Data excerpts:
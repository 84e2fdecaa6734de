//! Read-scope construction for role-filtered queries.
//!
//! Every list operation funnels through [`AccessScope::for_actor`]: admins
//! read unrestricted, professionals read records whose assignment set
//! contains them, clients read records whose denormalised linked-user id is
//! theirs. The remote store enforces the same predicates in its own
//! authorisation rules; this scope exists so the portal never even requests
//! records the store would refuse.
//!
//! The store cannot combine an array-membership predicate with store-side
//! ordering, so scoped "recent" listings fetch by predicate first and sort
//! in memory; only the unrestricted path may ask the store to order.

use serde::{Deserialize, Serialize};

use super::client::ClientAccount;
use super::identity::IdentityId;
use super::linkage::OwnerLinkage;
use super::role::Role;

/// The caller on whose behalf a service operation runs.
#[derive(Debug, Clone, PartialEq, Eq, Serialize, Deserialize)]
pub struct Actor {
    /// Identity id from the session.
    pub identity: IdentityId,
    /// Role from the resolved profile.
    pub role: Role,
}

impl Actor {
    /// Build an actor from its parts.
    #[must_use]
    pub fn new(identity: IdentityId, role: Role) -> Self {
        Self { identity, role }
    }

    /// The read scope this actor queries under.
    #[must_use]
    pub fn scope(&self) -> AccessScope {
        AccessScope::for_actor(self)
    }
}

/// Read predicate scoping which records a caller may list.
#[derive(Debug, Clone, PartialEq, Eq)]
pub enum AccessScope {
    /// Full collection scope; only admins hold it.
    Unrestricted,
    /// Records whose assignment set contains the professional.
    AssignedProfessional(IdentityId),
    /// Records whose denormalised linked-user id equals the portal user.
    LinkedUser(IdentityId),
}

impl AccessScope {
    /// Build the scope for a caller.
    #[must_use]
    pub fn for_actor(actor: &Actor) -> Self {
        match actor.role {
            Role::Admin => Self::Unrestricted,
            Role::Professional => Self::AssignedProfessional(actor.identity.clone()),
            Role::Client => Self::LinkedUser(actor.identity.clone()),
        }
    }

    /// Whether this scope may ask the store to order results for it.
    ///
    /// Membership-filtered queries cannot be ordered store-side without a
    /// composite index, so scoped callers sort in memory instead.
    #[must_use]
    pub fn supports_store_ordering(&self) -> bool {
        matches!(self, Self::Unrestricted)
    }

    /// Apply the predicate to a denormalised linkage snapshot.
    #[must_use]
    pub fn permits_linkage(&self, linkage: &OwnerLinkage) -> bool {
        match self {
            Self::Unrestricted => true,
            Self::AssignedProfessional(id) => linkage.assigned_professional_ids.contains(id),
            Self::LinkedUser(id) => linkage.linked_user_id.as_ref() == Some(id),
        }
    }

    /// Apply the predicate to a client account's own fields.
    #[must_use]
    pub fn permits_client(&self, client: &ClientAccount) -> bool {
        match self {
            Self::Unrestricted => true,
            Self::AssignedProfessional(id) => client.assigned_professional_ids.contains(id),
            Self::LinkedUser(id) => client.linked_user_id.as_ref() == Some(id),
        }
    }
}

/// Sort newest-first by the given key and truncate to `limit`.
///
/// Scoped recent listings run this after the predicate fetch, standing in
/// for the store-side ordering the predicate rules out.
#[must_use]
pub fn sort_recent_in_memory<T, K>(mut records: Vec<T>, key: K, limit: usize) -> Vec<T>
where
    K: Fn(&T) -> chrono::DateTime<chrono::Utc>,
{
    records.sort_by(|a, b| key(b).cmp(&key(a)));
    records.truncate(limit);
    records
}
* * *
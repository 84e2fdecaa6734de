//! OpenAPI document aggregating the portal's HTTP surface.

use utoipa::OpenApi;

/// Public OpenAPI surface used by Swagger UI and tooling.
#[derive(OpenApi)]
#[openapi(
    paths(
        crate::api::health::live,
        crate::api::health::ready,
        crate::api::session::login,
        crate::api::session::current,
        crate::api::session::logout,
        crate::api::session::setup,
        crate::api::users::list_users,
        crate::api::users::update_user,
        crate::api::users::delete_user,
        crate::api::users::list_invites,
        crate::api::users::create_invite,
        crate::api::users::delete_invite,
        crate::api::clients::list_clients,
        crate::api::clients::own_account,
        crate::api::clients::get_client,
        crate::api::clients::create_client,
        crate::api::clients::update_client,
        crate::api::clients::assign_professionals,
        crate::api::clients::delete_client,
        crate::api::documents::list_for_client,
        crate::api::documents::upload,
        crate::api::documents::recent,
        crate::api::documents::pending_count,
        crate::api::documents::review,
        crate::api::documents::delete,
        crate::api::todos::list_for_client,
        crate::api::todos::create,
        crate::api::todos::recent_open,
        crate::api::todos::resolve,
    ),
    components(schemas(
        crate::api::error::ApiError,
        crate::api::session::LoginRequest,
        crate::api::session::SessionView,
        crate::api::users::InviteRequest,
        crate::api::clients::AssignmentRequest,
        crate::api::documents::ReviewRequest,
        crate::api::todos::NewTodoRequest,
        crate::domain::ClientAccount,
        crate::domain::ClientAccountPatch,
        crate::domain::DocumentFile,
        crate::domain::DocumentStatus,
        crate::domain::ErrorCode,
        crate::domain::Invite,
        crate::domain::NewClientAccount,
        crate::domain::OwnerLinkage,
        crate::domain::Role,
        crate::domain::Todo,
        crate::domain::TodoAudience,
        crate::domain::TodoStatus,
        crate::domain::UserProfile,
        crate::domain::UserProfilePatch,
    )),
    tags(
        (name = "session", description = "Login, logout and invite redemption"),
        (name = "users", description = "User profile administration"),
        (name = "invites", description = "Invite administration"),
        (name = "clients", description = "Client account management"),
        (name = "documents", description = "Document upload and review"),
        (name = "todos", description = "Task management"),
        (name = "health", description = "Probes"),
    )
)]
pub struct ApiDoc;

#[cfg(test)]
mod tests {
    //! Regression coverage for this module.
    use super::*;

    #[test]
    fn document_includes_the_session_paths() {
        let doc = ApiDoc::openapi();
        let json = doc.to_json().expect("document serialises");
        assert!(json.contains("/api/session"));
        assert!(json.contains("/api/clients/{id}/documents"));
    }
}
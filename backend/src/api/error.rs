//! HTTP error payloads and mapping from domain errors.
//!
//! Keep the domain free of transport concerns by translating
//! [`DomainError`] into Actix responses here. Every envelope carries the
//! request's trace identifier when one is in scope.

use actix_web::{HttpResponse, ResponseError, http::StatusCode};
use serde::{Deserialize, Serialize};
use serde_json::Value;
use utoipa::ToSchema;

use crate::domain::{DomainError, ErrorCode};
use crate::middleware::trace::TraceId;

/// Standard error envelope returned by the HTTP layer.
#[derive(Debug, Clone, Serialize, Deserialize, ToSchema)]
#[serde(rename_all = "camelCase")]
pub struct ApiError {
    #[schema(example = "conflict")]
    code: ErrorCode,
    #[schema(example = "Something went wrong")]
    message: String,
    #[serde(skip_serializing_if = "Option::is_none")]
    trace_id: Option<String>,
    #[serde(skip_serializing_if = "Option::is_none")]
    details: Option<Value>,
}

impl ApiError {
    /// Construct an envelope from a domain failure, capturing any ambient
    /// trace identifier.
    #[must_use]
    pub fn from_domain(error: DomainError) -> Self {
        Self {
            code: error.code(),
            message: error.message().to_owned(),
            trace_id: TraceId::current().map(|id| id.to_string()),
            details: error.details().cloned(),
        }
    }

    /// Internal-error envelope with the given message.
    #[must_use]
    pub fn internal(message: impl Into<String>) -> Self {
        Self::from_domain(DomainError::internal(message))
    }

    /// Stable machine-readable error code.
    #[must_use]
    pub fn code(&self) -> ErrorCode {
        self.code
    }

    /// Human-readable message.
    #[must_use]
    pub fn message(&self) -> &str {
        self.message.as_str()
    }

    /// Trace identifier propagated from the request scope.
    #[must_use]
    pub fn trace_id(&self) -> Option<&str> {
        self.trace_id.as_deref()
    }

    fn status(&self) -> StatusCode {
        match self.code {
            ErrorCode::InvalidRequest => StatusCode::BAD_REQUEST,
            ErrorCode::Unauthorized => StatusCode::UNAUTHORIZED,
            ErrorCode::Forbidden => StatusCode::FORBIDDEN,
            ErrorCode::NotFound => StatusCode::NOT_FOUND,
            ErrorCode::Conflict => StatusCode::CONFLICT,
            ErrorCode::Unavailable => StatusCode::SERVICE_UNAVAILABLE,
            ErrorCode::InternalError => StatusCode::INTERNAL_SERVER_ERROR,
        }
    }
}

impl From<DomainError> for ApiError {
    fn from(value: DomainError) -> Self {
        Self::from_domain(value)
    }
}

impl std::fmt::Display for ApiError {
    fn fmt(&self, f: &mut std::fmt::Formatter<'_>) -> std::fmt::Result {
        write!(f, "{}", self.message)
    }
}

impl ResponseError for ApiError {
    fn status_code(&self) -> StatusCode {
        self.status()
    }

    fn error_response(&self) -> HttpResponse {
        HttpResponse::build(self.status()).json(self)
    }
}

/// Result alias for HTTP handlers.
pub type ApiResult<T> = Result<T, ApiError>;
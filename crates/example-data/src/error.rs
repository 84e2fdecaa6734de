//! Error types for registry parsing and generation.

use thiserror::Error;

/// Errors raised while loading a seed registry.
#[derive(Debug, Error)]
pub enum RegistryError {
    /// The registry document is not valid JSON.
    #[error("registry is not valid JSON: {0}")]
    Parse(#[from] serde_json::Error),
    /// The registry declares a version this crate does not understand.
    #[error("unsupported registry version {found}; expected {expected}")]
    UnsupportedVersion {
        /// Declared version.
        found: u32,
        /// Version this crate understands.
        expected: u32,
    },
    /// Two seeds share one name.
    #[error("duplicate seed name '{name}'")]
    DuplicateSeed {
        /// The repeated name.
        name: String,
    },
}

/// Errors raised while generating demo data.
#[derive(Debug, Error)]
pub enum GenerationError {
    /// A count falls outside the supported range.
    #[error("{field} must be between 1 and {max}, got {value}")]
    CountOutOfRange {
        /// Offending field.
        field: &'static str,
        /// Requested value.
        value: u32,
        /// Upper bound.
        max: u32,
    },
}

Your instructions: Note each line of the entries that has "denormalised" in it, and copy those lines.

Response to this exercise:
//! contains them, clients read records whose denormalised linked-user id is
    /// Records whose denormalised linked-user id equals the portal user.
    /// Apply the predicate to a denormalised linkage snapshot.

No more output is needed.